WHAT IS REQUIRED
The required answer is each line in the entries below where "routes" occurs.

Saved entries

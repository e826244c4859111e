//! Scopes, and the contexts macro invocations can appear in.

use serde::{Deserialize, Serialize};
use std::fmt;

/// Identifies a scope in the host tree: a module, the crate root, or a function body.
/// Only meaningful relative to the tree that handed it out.
#[derive(Clone, Copy, PartialEq, Eq, Hash, PartialOrd, Ord, Serialize, Deserialize)]
pub struct ScopeId(pub u32);

impl fmt::Debug for ScopeId {
    fn fmt(&self, f: &mut fmt::Formatter) -> fmt::Result {
        write!(f, "scope#{}", self.0)
    }
}

/// The syntactic position a macro invocation was written in.
///
/// Items produced by an expansion become siblings of the invocation, so they can only be
/// placed where items may be written in the first place.
#[derive(Clone, Copy, PartialEq, Eq, Debug, Serialize, Deserialize)]
pub enum InvocationContext {
    /// Item position in a module (or at the crate root).
    Module(ScopeId),
    /// Statement position in a function body.
    Block(ScopeId),
    /// Expression, type or pattern position. Nothing can be declared here.
    Expression,
}
impl InvocationContext {
    /// The scope expanded items are bound into, if any.
    pub fn resolvable(&self) -> Option<ScopeId> {
        match self {
            InvocationContext::Module(scope) | InvocationContext::Block(scope) => Some(*scope),
            InvocationContext::Expression => None,
        }
    }
}

/// Identifies a namespace. Types and modules share one; functions, consts and statics share
/// another; `macro_rules!` macros get their own.
#[repr(u8)]
#[derive(Serialize, Deserialize, Clone, Copy, PartialEq, Eq, Hash, Debug)]
pub enum Namespace {
    Type = 0,
    Value = 1,
    Macro = 2,
}
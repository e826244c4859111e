//! Parsing instantiated text back into elements.

use super::ExpandError;
use crate::scratch::{ScratchUnit, EXPANSION_FILE};
use graft_api::expansions::ScratchElement;
use graft_api::spans::Span;
use std::sync::Arc;

/// Parse the concatenated instances as a file. Every item that can take part in resolution
/// becomes an element whose span points back at `invocation`; the rest are dropped.
pub fn resynthesize(
    text: String,
    invocation: &Arc<Span>,
) -> Result<Vec<ScratchElement>, ExpandError> {
    let unit = ScratchUnit::parse(EXPANSION_FILE, text).map_err(ExpandError::ResynthesisFailed)?;
    let elements = unit.elements(Some(invocation));
    if elements.is_empty() {
        Err(ExpandError::NoResolvableElements)
    } else {
        Ok(elements)
    }
}
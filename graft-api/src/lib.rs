//! Simple data structures describing macro invocations, macro definitions, and the results of
//! expanding them. Produced and consumed by other `graft` crates.
//!
//! ### Why not just use syn?
//! syn's types aren't Send or Serialize, and an expansion result has to outlive the scratch
//! files it was parsed from. So everything here is plain data: identifiers, spans, and verbatim
//! source text that can be handed back to syn whenever a tree is needed.

/// Fast single-thread-writeable maps.
pub type Map<K, V> = hashbrown::HashMap<K, V, fxhash::FxBuildHasher>;
/// Fast single-thread-writeable sets.
pub type Set<K> = hashbrown::HashSet<K, fxhash::FxBuildHasher>;

pub mod expansions;
pub mod idents;
pub mod macros;
pub mod scopes;
pub mod spans;
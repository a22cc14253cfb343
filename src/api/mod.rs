//! HTTP API layer for the factory service.
//!
//! Provides the list/create endpoints for each resource collection and the
//! generated OpenAPI documentation.

pub mod handlers;
mod routes;
mod types;

pub use routes::build_router;
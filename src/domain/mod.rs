//! Domain types for the factory API.
//!
//! One flat record per resource kind, plus the [`Resource`] contract they
//! share. References between records (`product_id`, `customer_id`) are
//! plain numbers and are never resolved.

mod customer;
mod order;
mod product;
mod production;
mod resource;

pub use customer::*;
pub use order::*;
pub use product::*;
pub use production::*;
pub use resource::*;
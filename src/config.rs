//! Configuration module for the factory API.
//!
//! Loads configuration from YAML files and environment variables. The
//! resulting [`Config`] is built once at startup and handed to the router.

use config::{Config as ConfigLoader, ConfigError, Environment, File};
use serde::Deserialize;

/// Root configuration structure.
#[derive(Debug, Clone, Default, Deserialize)]
pub struct Config {
    pub server: ServerConfig,
    pub docs: DocsConfig,
    pub api: ApiConfig,
}

/// Server configuration.
#[derive(Debug, Clone, Deserialize)]
pub struct ServerConfig {
    pub host: String,
    pub port: u16,
}

/// Interactive documentation configuration.
#[derive(Debug, Clone, Deserialize)]
pub struct DocsConfig {
    /// Path the Swagger UI is mounted under.
    pub swagger_path: String,
    /// Path the generated OpenAPI document is served from.
    pub openapi_path: String,
}

/// Request handling configuration.
#[derive(Debug, Clone, Default, Deserialize)]
pub struct ApiConfig {
    /// Reject create payloads that miss required fields or carry mistyped
    /// values. When off, every payload is echoed back as submitted.
    #[serde(default)]
    pub strict_validation: bool,
}

impl Config {
    /// Load configuration from files and environment.
    ///
    /// Priority (highest to lowest):
    /// 1. Environment variables (FACTORY_*)
    /// 2. config/local.yaml (if exists)
    /// 3. config/default.yaml (if exists)
    /// 4. Built-in defaults
    pub fn load() -> Result<Self, ConfigError> {
        let defaults = Config::default();

        let config = ConfigLoader::builder()
            .set_default("server.host", defaults.server.host)?
            .set_default("server.port", i64::from(defaults.server.port))?
            .set_default("docs.swagger_path", defaults.docs.swagger_path)?
            .set_default("docs.openapi_path", defaults.docs.openapi_path)?
            .set_default("api.strict_validation", defaults.api.strict_validation)?
            .add_source(File::with_name("config/default").required(false))
            .add_source(File::with_name("config/local").required(false))
            // Layer on environment variables with FACTORY_ prefix
            .add_source(
                Environment::with_prefix("FACTORY")
                    .separator("__")
                    .try_parsing(true),
            )
            .build()?;

        config.try_deserialize()
    }
}

impl Default for ServerConfig {
    fn default() -> Self {
        Self {
            host: "127.0.0.1".to_string(),
            port: 5000,
        }
    }
}

impl Default for DocsConfig {
    fn default() -> Self {
        Self {
            swagger_path: "/swagger-ui".to_string(),
            openapi_path: "/api-docs/openapi.json".to_string(),
        }
    }
}

#[cfg(test)]
mod tests {
    use super::*;

    #[test]
    fn test_default_config() {
        let config = Config::default();
        assert_eq!(config.server.host, "127.0.0.1");
        assert_eq!(config.server.port, 5000);
        assert_eq!(config.docs.swagger_path, "/swagger-ui");
        assert_eq!(config.docs.openapi_path, "/api-docs/openapi.json");
        assert!(!config.api.strict_validation);
    }

    #[test]
    fn test_deserialize_partial_api_section() {
        let api: ApiConfig = serde_json::from_str("{}").unwrap();
        assert!(!api.strict_validation);
    }
}
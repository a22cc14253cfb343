//! Production record domain types.
//!
//! A production record tracks a run of a product on the factory floor.

use serde::{Deserialize, Serialize};
use utoipa::ToSchema;

use super::Resource;

/// A production run of a product.
#[derive(Debug, Clone, PartialEq, Serialize, Deserialize, ToSchema)]
pub struct ProductionRecord {
    /// Production ID.
    #[serde(default, skip_serializing_if = "Option::is_none")]
    #[schema(example = 1)]
    pub id: Option<i64>,
    /// Product ID being produced.
    #[schema(example = 1)]
    pub product_id: i64,
    /// Quantity produced.
    #[schema(example = 50)]
    pub quantity: i64,
    /// Production status.
    #[serde(default, skip_serializing_if = "Option::is_none")]
    #[schema(example = "In Progress")]
    pub status: Option<String>,
    /// Production timestamp. Kept as text, not parsed.
    #[serde(default, skip_serializing_if = "Option::is_none")]
    #[schema(example = "2024-11-25T12:00:00Z")]
    pub timestamp: Option<String>,
}

impl ProductionRecord {
    fn new(id: i64, product_id: i64, quantity: i64, status: &str, timestamp: &str) -> Self {
        Self {
            id: Some(id),
            product_id,
            quantity,
            status: Some(status.to_string()),
            timestamp: Some(timestamp.to_string()),
        }
    }
}

impl Resource for ProductionRecord {
    const LABEL: &'static str = "Production record";
    const KEY: &'static str = "production";

    fn catalog() -> Vec<Self> {
        vec![
            ProductionRecord::new(1, 1, 50, "Completed", "2024-11-25T12:00:00Z"),
            ProductionRecord::new(2, 2, 30, "In Progress", "2024-11-25T14:00:00Z"),
        ]
    }
}

#[cfg(test)]
mod tests {
    use super::*;
    use serde_json::json;

    #[test]
    fn test_catalog() {
        let records = serde_json::to_value(ProductionRecord::catalog()).unwrap();
        assert_eq!(
            records,
            json!([
                {"id": 1, "product_id": 1, "quantity": 50, "status": "Completed", "timestamp": "2024-11-25T12:00:00Z"},
                {"id": 2, "product_id": 2, "quantity": 30, "status": "In Progress", "timestamp": "2024-11-25T14:00:00Z"}
            ])
        );
    }

    #[test]
    fn test_created_message() {
        assert_eq!(
            ProductionRecord::created_message(),
            "Production record created successfully"
        );
    }

    #[test]
    fn test_timestamp_is_not_parsed() {
        let payload = json!({"product_id": 3, "quantity": 25, "timestamp": "yesterday"});
        let record = ProductionRecord::validate(&payload).unwrap();
        assert_eq!(record.timestamp.as_deref(), Some("yesterday"));
    }
}
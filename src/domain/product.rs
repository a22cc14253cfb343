//! Product domain types.
//!
//! A product is something the factory makes and sells.

use serde::{Deserialize, Serialize};
use utoipa::ToSchema;

use super::Resource;

/// A product in the factory catalog.
#[derive(Debug, Clone, PartialEq, Serialize, Deserialize, ToSchema)]
pub struct Product {
    /// Product ID.
    #[serde(default, skip_serializing_if = "Option::is_none")]
    #[schema(example = 1)]
    pub id: Option<i64>,
    /// Name of the product.
    #[schema(example = "Widget A")]
    pub name: String,
    /// Price of the product.
    #[schema(example = 15.99)]
    pub price: f64,
    /// Stock quantity.
    #[schema(example = 100)]
    pub stock: i64,
}

impl Product {
    fn new(id: i64, name: &str, price: f64, stock: i64) -> Self {
        Self {
            id: Some(id),
            name: name.to_string(),
            price,
            stock,
        }
    }
}

impl Resource for Product {
    const LABEL: &'static str = "Product";
    const KEY: &'static str = "product";

    fn catalog() -> Vec<Self> {
        vec![
            Product::new(1, "Widget A", 15.99, 100),
            Product::new(2, "Gadget B", 9.99, 200),
        ]
    }
}

#[cfg(test)]
mod tests {
    use super::*;
    use crate::error::FactoryError;
    use serde_json::json;

    #[test]
    fn test_catalog_is_fixed() {
        let products = Product::catalog();
        assert_eq!(products.len(), 2);
        assert_eq!(products[0].id, Some(1));
        assert_eq!(products[0].name, "Widget A");
        assert_eq!(products[0].price, 15.99);
        assert_eq!(products[0].stock, 100);
        assert_eq!(products[1].id, Some(2));
        assert_eq!(products[1].name, "Gadget B");
        assert_eq!(products[1].price, 9.99);
        assert_eq!(products[1].stock, 200);
        assert_eq!(products, Product::catalog());
    }

    #[test]
    fn test_created_message() {
        assert_eq!(Product::created_message(), "Product created successfully");
    }

    #[test]
    fn test_serialized_shape() {
        let value = serde_json::to_value(&Product::catalog()[0]).unwrap();
        assert_eq!(
            value,
            json!({"id": 1, "name": "Widget A", "price": 15.99, "stock": 100})
        );
    }

    #[test]
    fn test_validate_accepts_payload_without_id() {
        let product = Product::validate(&json!({"name": "X", "price": 1, "stock": 5})).unwrap();
        assert_eq!(product.id, None);
        assert_eq!(product.price, 1.0);
    }

    #[test]
    fn test_validate_ignores_unknown_fields() {
        let payload = json!({"name": "X", "price": 1.0, "stock": 5, "color": "red"});
        assert!(Product::validate(&payload).is_ok());
    }

    #[test]
    fn test_validate_rejects_missing_required_field() {
        let err = Product::validate(&json!({"name": "X", "price": 1.0})).unwrap_err();
        match err {
            FactoryError::Validation(msg) => assert!(msg.contains("stock")),
            other => panic!("unexpected error: {other:?}"),
        }
    }

    #[test]
    fn test_validate_rejects_wrong_type() {
        let payload = json!({"name": "X", "price": "cheap", "stock": 5});
        assert!(matches!(
            Product::validate(&payload),
            Err(FactoryError::Validation(_))
        ));
    }
}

YOUR SOLUTION
mod routes;
pub use routes::build_router;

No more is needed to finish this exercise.